[Task item]
Take the entries below and print, exactly, the stretch from the line containing "if effective.constraints.evaluated().iter().any(|c| c" through the line containing "Mixed columns are", both included.

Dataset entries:
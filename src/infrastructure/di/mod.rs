mod service_container;

pub use service_container::ServiceContainer;
//! Command dispatch and report rendering

use std::io;
use std::path::Path;

use clap::CommandFactory;
use tracing::{debug, instrument};

use crate::application::services::to_json;
use crate::application::{resolve, run_pipeline, ApplicationError, Snapshot};
use crate::cli::args::{Cli, Commands, ConfigCommands, TreeChoice};
use crate::cli::output;
use crate::cli::{CliError, CliResult};
use crate::config::{global_config_path, Settings};
use crate::domain::{Dataset, FilterDiagnostics, Schema, TreeArena};
use crate::infrastructure::ServiceContainer;
use crate::util::path::expand_path;

/// Execute the parsed command line.
pub fn execute(cli: Cli) -> CliResult<()> {
    let Some(command) = cli.command else {
        return Err(CliError::Usage(
            "no command given, see `shortlist --help`".into(),
        ));
    };

    match command {
        Commands::Completion { shell } => {
            let mut cmd = Cli::command();
            clap_complete::generate(shell, &mut cmd, "shortlist", &mut io::stdout());
            Ok(())
        }
        Commands::Config { command } => cmd_config(command, cli.config.as_deref()),
        Commands::Run {
            data,
            tree,
            top,
            json,
            export,
        } => {
            let container = load_container(cli.config.as_deref())?;
            let top = match top {
                Some(0) => return Err(CliError::InvalidArgs("--top must be at least 1".into())),
                Some(n) => n,
                None => container.settings.display.top,
            };
            cmd_run(&container, &data, tree, top, json, export.as_deref())
        }
        Commands::Columns { data } => {
            let container = load_container(cli.config.as_deref())?;
            cmd_columns(&container, &data)
        }
        Commands::Diagnose { data, sample } => {
            let container = load_container(cli.config.as_deref())?;
            cmd_diagnose(&container, &data, sample)
        }
    }
}

fn load_container(config: Option<&Path>) -> CliResult<ServiceContainer> {
    let settings = Settings::load(config)?;
    Ok(ServiceContainer::new(settings))
}

fn load_dataset(container: &ServiceContainer, data: &Path) -> CliResult<Dataset> {
    let path = expand_path(data);
    Ok(container.datasets.load(&path)?)
}

#[instrument(level = "debug", skip(container))]
fn cmd_run(
    container: &ServiceContainer,
    data: &Path,
    tree: TreeChoice,
    top: usize,
    json: bool,
    export: Option<&Path>,
) -> CliResult<()> {
    let dataset = load_dataset(container, data)?;
    let settings = &container.settings;
    let snapshot = run_pipeline(&dataset, &settings.engine, &settings.tree)?;

    if let Some(path) = export {
        let path = expand_path(path);
        container.export.write_json(&snapshot, &path)?;
        if !json {
            output::success(&format!("exported snapshot to {}", path.display()));
        }
    }

    if json {
        let text = to_json(&snapshot).map_err(|e| ApplicationError::OperationFailed {
            context: "serialize snapshot".into(),
            source: Box::new(e),
        })?;
        print!("{}", text);
        return Ok(());
    }

    print_report(&snapshot, &dataset, tree, top);
    Ok(())
}

fn print_report(snapshot: &Snapshot, dataset: &Dataset, tree: TreeChoice, top: usize) {
    for dropped in &snapshot.effective.dropped {
        output::dropped(&dropped.section, &dropped.reference, &dropped.reason);
    }

    output::header(&format!(
        "{} of {} options pass the constraints",
        snapshot.filtered_records, snapshot.total_records
    ));

    if let Some(diagnostics) = &snapshot.diagnostics {
        print_diagnostics(diagnostics, dataset);
        return;
    }

    let label = snapshot.label_column.as_deref();
    output::header(&format!("Top {}", top.min(snapshot.scored.len())));
    for (rank, record) in snapshot.top(top).into_iter().enumerate() {
        output::ranked(
            rank + 1,
            &record.record.label(label, record.index),
            record.score,
            record.top_factor.as_deref(),
        );
    }

    if tree.exploration() {
        print_tree("Exploration tree (by score)", &snapshot.exploration_display);
    }
    if tree.regression() {
        print_tree("Regression tree (what drives the score)", &snapshot.regression_display);
    }
}

fn print_tree(title: &str, tree: &TreeArena) {
    output::header(title);
    match tree.to_termtree() {
        Some(rendered) => output::plain(&rendered),
        None => output::detail("(empty)"),
    }
}

fn print_diagnostics(diagnostics: &FilterDiagnostics, dataset: &Dataset) {
    output::header(&format!(
        "Filter diagnostics: {} of {} pass",
        diagnostics.passed, diagnostics.total
    ));
    for column in &diagnostics.columns {
        output::failure_counts(&column.column, column.failures, column.first_failures);
    }
    if let Some(worst) = diagnostics.most_restrictive() {
        output::warning(&format!(
            "'{}' removes the most options ({} of {})",
            worst.column, worst.failures, diagnostics.total
        ));
    }
    let label = dataset.label_column();
    for sample in &diagnostics.samples {
        let name = dataset
            .records()
            .get(sample.index)
            .map(|r| r.label(label, sample.index))
            .unwrap_or_else(|| format!("#{}", sample.index));
        output::rejected(&name, &sample.column);
    }
}

#[instrument(level = "debug", skip(container))]
fn cmd_columns(container: &ServiceContainer, data: &Path) -> CliResult<()> {
    let dataset = load_dataset(container, data)?;
    let settings = &container.settings;
    let schema = Schema::classify(&dataset);
    let effective = resolve(&dataset, &schema, &settings.engine, &settings.tree)?;
    let label = dataset.label_column();

    output::header(&format!("{} columns", schema.len()));
    for column in schema.iter() {
        let name = column.name.as_str();
        let mut roles = Vec::new();
        if label == Some(name) {
            roles.push("label");
        }
        if effective.is_ignored(name) {
            roles.push("ignored");
        }
        if effective.constraints.evaluated().iter().any(|c| c == name) {
            roles.push("constrained");
        }
        if effective.is_tradeoff(name) {
            roles.push("tradeoff");
        }
        if effective.is_feature(name) {
            roles.push("feature");
        }
        output::column(name, &column.kind, &roles);
    }
    Ok(())
}

#[instrument(level = "debug", skip(container))]
fn cmd_diagnose(container: &ServiceContainer, data: &Path, sample: usize) -> CliResult<()> {
    let dataset = load_dataset(container, data)?;
    let settings = &container.settings;
    let schema = Schema::classify(&dataset);
    let effective = resolve(&dataset, &schema, &settings.engine, &settings.tree)?;

    let diagnostics = effective
        .constraints
        .failure_breakdown(dataset.records(), sample);
    debug!(passed = diagnostics.passed, total = diagnostics.total, "diagnosed");
    print_diagnostics(&diagnostics, &dataset);
    Ok(())
}

fn cmd_config(command: ConfigCommands, local: Option<&Path>) -> CliResult<()> {
    match command {
        ConfigCommands::Show => {
            let settings = Settings::load(local)?;
            print!("{}", settings.to_toml()?);
        }
        ConfigCommands::Path => match global_config_path() {
            Some(path) => output::plain(&path.display()),
            None => output::warning("no config directory available on this platform"),
        },
        ConfigCommands::Template => print!("{}", Settings::template()),
    }
    Ok(())
}
//! Process exit codes, taken from BSD `sysexits.h`.

pub const OK: i32 = 0;

/// Bad flags or no subcommand.
pub const USAGE: i32 = 64;

/// Dataset is unreadable as a table of records.
pub const DATAERR: i32 = 65;

/// Reading or writing a file failed.
pub const IOERR: i32 = 74;

/// Settings file missing or malformed, or tree options invalid.
pub const CONFIG: i32 = 78;
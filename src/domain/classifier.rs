//! Column classifier: infers the semantic type of each column.
//!
//! Policy: a column is numeric if *any* record holds a number in it, else
//! boolean if any record holds a boolean, else categorical. Mixed columns are
//! therefore classified by their "strongest" observed type; a column with a
//! single stray number among text values becomes numeric.

use serde::Serialize;
use tracing::{debug, instrument};

use crate::domain::entities::{ColumnKind, Dataset, Record, Value};

/// Classify one column by scanning every record.
pub fn classify_column(records: &[Record], column: &str) -> ColumnKind {
    let mut saw_bool = false;
    for record in records {
        match record.get(column) {
            Value::Number(_) => return ColumnKind::Numeric,
            Value::Bool(_) => saw_bool = true,
            _ => {}
        }
    }
    if saw_bool {
        ColumnKind::Boolean
    } else {
        ColumnKind::Categorical
    }
}

/// Name and inferred kind of one column.
#[derive(Debug, Clone, PartialEq, Serialize)]
pub struct ColumnInfo {
    pub name: String,
    pub kind: ColumnKind,
}

/// Classification of every column in a dataset, in dataset column order.
#[derive(Debug, Clone, Default, PartialEq, Serialize)]
#[serde(transparent)]
pub struct Schema {
    columns: Vec<ColumnInfo>,
}

impl Schema {
    #[instrument(level = "debug", skip(dataset), fields(columns = dataset.columns().len()))]
    pub fn classify(dataset: &Dataset) -> Self {
        let columns = dataset
            .columns()
            .iter()
            .map(|name| ColumnInfo {
                name: name.clone(),
                kind: classify_column(dataset.records(), name),
            })
            .collect::<Vec<_>>();
        debug!("classified {} columns", columns.len());
        Self { columns }
    }

    pub fn kind_of(&self, column: &str) -> Option<ColumnKind> {
        self.columns
            .iter()
            .find(|c| c.name == column)
            .map(|c| c.kind)
    }

    pub fn iter(&self) -> impl Iterator<Item = &ColumnInfo> {
        self.columns.iter()
    }

    pub fn len(&self) -> usize {
        self.columns.len()
    }

    pub fn is_empty(&self) -> bool {
        self.columns.is_empty()
    }
}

[Task output]
        if effective.constraints.evaluated().iter().any(|c| c == name) {
            roles.push("constrained");
        }
        if effective.is_tradeoff(name) {
            roles.push("tradeoff");
        }
        if effective.is_feature(name) {
            roles.push("feature");
        }
        output::column(name, &column.kind, &roles);
    }
    Ok(())
}

#[instrument(level = "debug", skip(container))]
fn cmd_diagnose(container: &ServiceContainer, data: &Path, sample: usize) -> CliResult<()> {
    let dataset = load_dataset(container, data)?;
    let settings = &container.settings;
    let schema = Schema::classify(&dataset);
    let effective = resolve(&dataset, &schema, &settings.engine, &settings.tree)?;

    let diagnostics = effective
        .constraints
        .failure_breakdown(dataset.records(), sample);
    debug!(passed = diagnostics.passed, total = diagnostics.total, "diagnosed");
    print_diagnostics(&diagnostics, &dataset);
    Ok(())
}

fn cmd_config(command: ConfigCommands, local: Option<&Path>) -> CliResult<()> {
    match command {
        ConfigCommands::Show => {
            let settings = Settings::load(local)?;
            print!("{}", settings.to_toml()?);
        }
        ConfigCommands::Path => match global_config_path() {
            Some(path) => output::plain(&path.display()),
            None => output::warning("no config directory available on this platform"),
        },
        ConfigCommands::Template => print!("{}", Settings::template()),
    }
    Ok(())
}
//! Process exit codes, taken from BSD `sysexits.h`.

pub const OK: i32 = 0;

/// Bad flags or no subcommand.
pub const USAGE: i32 = 64;

/// Dataset is unreadable as a table of records.
pub const DATAERR: i32 = 65;

/// Reading or writing a file failed.
pub const IOERR: i32 = 74;

/// Settings file missing or malformed, or tree options invalid.
pub const CONFIG: i32 = 78;
filename src/domain/classifier.rs
//! Column classifier: infers the semantic type of each column.
//!
//! Policy: a column is numeric if *any* record holds a number in it, else
//! boolean if any record holds a boolean, else categorical. Mixed columns are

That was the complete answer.